HOW TO COMPLETE THIS TASK: From the entries that follow, list every line in which the string "core" appears.

THE DATA:
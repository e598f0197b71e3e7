//! Drag session for move / rotate / scale tools.
//!
//! A tool starts a session when the pointer grabs a handle, feeds it pointer
//! updates every frame, and finishes it on release. Every update is computed
//! from the document's initial aggregate transform, so repeated updates with
//! the same input give the same member poses. If the group is rebuilt while
//! the drag is live (a member removed, an asset loaded), later updates start
//! from the rebuilt box.

use orbit_math::{radians, snap, Quat, Transform, Vec3};

use crate::commands::TransformCommand;
use crate::core::{Document, SnapSettings, UndoHistory};

/// One in-progress manipulation of the selection.
#[derive(Debug)]
pub struct ManipulationSession {
    snap: SnapSettings,
}

impl ManipulationSession {
    /// Snapshot the selection. Returns `None` when nothing selected is
    /// materialized, since there would be nothing to move.
    pub fn begin(doc: &mut Document, snap: SnapSettings) -> Option<Self> {
        doc.recalculate_group_transform();
        if doc.group().members().is_empty() {
            log::debug!("Nothing to manipulate");
            return None;
        }

        log::debug!("Manipulation started at {:?}", doc.initial_transform().position);
        Some(Self { snap })
    }

    pub fn snap_settings(&self) -> SnapSettings {
        self.snap
    }

    /// Toggle snapping mid-drag (e.g. while a modifier is held).
    pub fn set_snap_enabled(&mut self, enabled: bool) {
        self.snap.enabled = enabled;
    }

    /// Offset the selection by `delta` from where it started.
    pub fn translate_by(&self, doc: &mut Document, delta: Vec3) {
        let delta = if self.snap.enabled {
            Vec3::new(
                snap(delta.x, self.snap.translate),
                snap(delta.y, self.snap.translate),
                snap(delta.z, self.snap.translate),
            )
        } else {
            delta
        };
        let initial = doc.initial_transform();
        self.preview(doc, initial.with_position(initial.position + delta));
    }

    /// Translate by the pointer's travel since it grabbed the handle.
    pub fn drag_to(&self, doc: &mut Document, grab_point: Vec3, pointer: Vec3) {
        self.translate_by(doc, pointer - grab_point);
    }

    /// Rotate the selection about its center by `angle` radians around a
    /// world-space `axis`.
    pub fn rotate_by(&self, doc: &mut Document, axis: Vec3, angle: f32) {
        let axis = axis.normalize_or_zero();
        if axis == Vec3::ZERO {
            log::warn!("Ignoring rotation about a zero axis");
            return;
        }

        let angle = if self.snap.enabled {
            snap(angle, radians(self.snap.rotate_degrees))
        } else {
            angle
        };
        let initial = doc.initial_transform();
        let rotation = (Quat::from_axis_angle(axis, angle) * initial.rotation).normalize();
        self.preview(doc, initial.with_rotation(rotation));
    }

    /// Scale the selection about its center by `factor` per local axis.
    pub fn scale_by(&self, doc: &mut Document, factor: Vec3) {
        let factor = if self.snap.enabled {
            Vec3::new(
                snap(factor.x, self.snap.scale),
                snap(factor.y, self.snap.scale),
                snap(factor.z, self.snap.scale),
            )
        } else {
            factor
        };
        let initial = doc.initial_transform();
        self.preview(doc, initial.with_scale(initial.scale * factor));
    }

    /// Preview an absolute aggregate transform, unsnapped.
    pub fn set_transform(&self, doc: &mut Document, transform: Transform) {
        self.preview(doc, transform);
    }

    fn preview(&self, doc: &mut Document, transform: Transform) {
        doc.set_current_transform(transform);
        doc.apply_to_members();
    }

    /// Whether the previewed aggregate differs from the starting one
    pub fn has_moved(&self, doc: &Document) -> bool {
        doc.current_transform() != doc.initial_transform()
    }

    /// Commit the preview as one undoable command.
    ///
    /// A session that never moved records nothing; its members are put back
    /// on their committed poses. Returns true if a command was recorded.
    pub fn finish(self, doc: &mut Document, history: &mut UndoHistory) -> bool {
        if !self.has_moved(doc) {
            self.cancel(doc);
            return false;
        }

        let command: TransformCommand = doc.build_transform_command();
        if command.is_empty() {
            self.cancel(doc);
            return false;
        }
        history.execute(doc, command)
    }

    /// Abandon the preview. The members return to their committed poses.
    pub fn cancel(self, doc: &mut Document) {
        log::debug!("Manipulation cancelled");
        doc.recalculate_group_transform();
    }
}

#[cfg(test)]
mod tests {
    use super::*;
    use crate::commands::SelectCommand;
    use crate::core::{ObjectId, SceneObject, ShapeType};
    use std::f32::consts::FRAC_PI_2;

    fn selected_pair() -> (Document, UndoHistory, ObjectId, ObjectId) {
        let mut doc = Document::new();
        let mut history = UndoHistory::new();
        let a = doc
            .insert_object(
                SceneObject::shape("Left", ShapeType::Cube)
                    .with_transform(Transform::from_position(Vec3::new(-1.0, 0.0, 0.0))),
            )
            .unwrap();
        let b = doc
            .insert_object(
                SceneObject::shape("Right", ShapeType::Cube)
                    .with_transform(Transform::from_position(Vec3::new(1.0, 0.0, 0.0))),
            )
            .unwrap();
        let command = SelectCommand::select(&doc, &[a, b]);
        history.execute(&mut doc, command);
        (doc, history, a, b)
    }

    #[test]
    fn test_begin_requires_selection() {
        let mut doc = Document::new();
        assert!(ManipulationSession::begin(&mut doc, SnapSettings::default()).is_none());
    }

    #[test]
    fn test_preview_leaves_committed_transform() {
        let (mut doc, _history, a, _) = selected_pair();
        let session = ManipulationSession::begin(&mut doc, SnapSettings::default()).unwrap();
        session.translate_by(&mut doc, Vec3::Y);

        let object = doc.object(a).unwrap();
        assert!(object.display_transform().position.abs_diff_eq(Vec3::new(-1.0, 1.0, 0.0), 1e-5));
        assert_eq!(object.transform().position, Vec3::new(-1.0, 0.0, 0.0));
    }

    #[test]
    fn test_finish_records_one_command() {
        let (mut doc, mut history, a, b) = selected_pair();
        let depth = history.undo_depth();

        let session = ManipulationSession::begin(&mut doc, SnapSettings::default()).unwrap();
        for step in 1..=5 {
            session.translate_by(&mut doc, Vec3::new(0.0, 0.0, step as f32));
        }
        assert!(session.finish(&mut doc, &mut history));
        assert_eq!(history.undo_depth(), depth + 1);
        assert!(doc.object(b).unwrap().transform().position.abs_diff_eq(Vec3::new(1.0, 0.0, 5.0), 1e-5));

        history.undo(&mut doc);
        assert_eq!(doc.object(a).unwrap().transform().position, Vec3::new(-1.0, 0.0, 0.0));
        assert_eq!(doc.object(a).unwrap().display_transform().position, Vec3::new(-1.0, 0.0, 0.0));
    }

    #[test]
    fn test_release_without_motion_records_nothing() {
        let (mut doc, mut history, _, _) = selected_pair();
        let depth = history.undo_depth();
        let session = ManipulationSession::begin(&mut doc, SnapSettings::default()).unwrap();
        assert!(!session.finish(&mut doc, &mut history));
        assert_eq!(history.undo_depth(), depth);
    }

    #[test]
    fn test_cancel_restores_live_poses() {
        let (mut doc, history, a, _) = selected_pair();
        let session = ManipulationSession::begin(&mut doc, SnapSettings::default()).unwrap();
        session.rotate_by(&mut doc, Vec3::Z, FRAC_PI_2);
        assert_ne!(doc.object(a).unwrap().display_transform(), doc.object(a).unwrap().transform());

        session.cancel(&mut doc);
        let object = doc.object(a).unwrap();
        assert_eq!(object.display_transform(), object.transform());
        assert!(!history.needs_saving());
    }

    #[test]
    fn test_snapping() {
        let (mut doc, _history, a, _) = selected_pair();
        let snap = SnapSettings {
            enabled: true,
            translate: 0.5,
            ..Default::default()
        };
        let session = ManipulationSession::begin(&mut doc, snap).unwrap();
        session.translate_by(&mut doc, Vec3::new(0.7, 0.2, 0.0));
        assert!(doc
            .object(a)
            .unwrap()
            .display_transform()
            .position
            .abs_diff_eq(Vec3::new(-0.5, 0.0, 0.0), 1e-5));

        session.rotate_by(&mut doc, Vec3::Y, radians(20.0));
        let expected = Quat::from_rotation_y(radians(15.0));
        assert!(doc.current_transform().rotation.abs_diff_eq(expected, 1e-5));
    }

    #[test]
    fn test_group_rebuilt_mid_drag_keeps_survivor_rigid() {
        let (mut doc, mut history, a, b) = selected_pair();
        let session = ManipulationSession::begin(&mut doc, SnapSettings::default()).unwrap();
        session.scale_by(&mut doc, Vec3::splat(2.0));

        let command = SelectCommand::deselect(&doc, &[b]);
        history.execute(&mut doc, command);
        assert_eq!(doc.object(a).unwrap().display_transform(), doc.object(a).unwrap().transform());
        assert_eq!(doc.object(b).unwrap().display_transform(), doc.object(b).unwrap().transform());

        session.translate_by(&mut doc, Vec3::Z);
        assert!(session.finish(&mut doc, &mut history));
        let t = doc.object(a).unwrap().transform();
        assert!(t.position.abs_diff_eq(Vec3::new(-1.0, 0.0, 1.0), 1e-5));
        assert!(t.scale.abs_diff_eq(Vec3::ONE, 1e-5));
        assert_eq!(doc.object(b).unwrap().transform().position, Vec3::new(1.0, 0.0, 0.0));
    }

    #[test]
    fn test_zero_axis_rotation_ignored() {
        let (mut doc, _history, _, _) = selected_pair();
        let session = ManipulationSession::begin(&mut doc, SnapSettings::default()).unwrap();
        session.rotate_by(&mut doc, Vec3::ZERO, 1.0);
        assert!(!session.has_moved(&doc));
    }
}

OUTPUT FOR THIS EXERCISE:
use crate::core::{Document, SnapSettings, UndoHistory};
    use crate::core::{ObjectId, SceneObject, ShapeType};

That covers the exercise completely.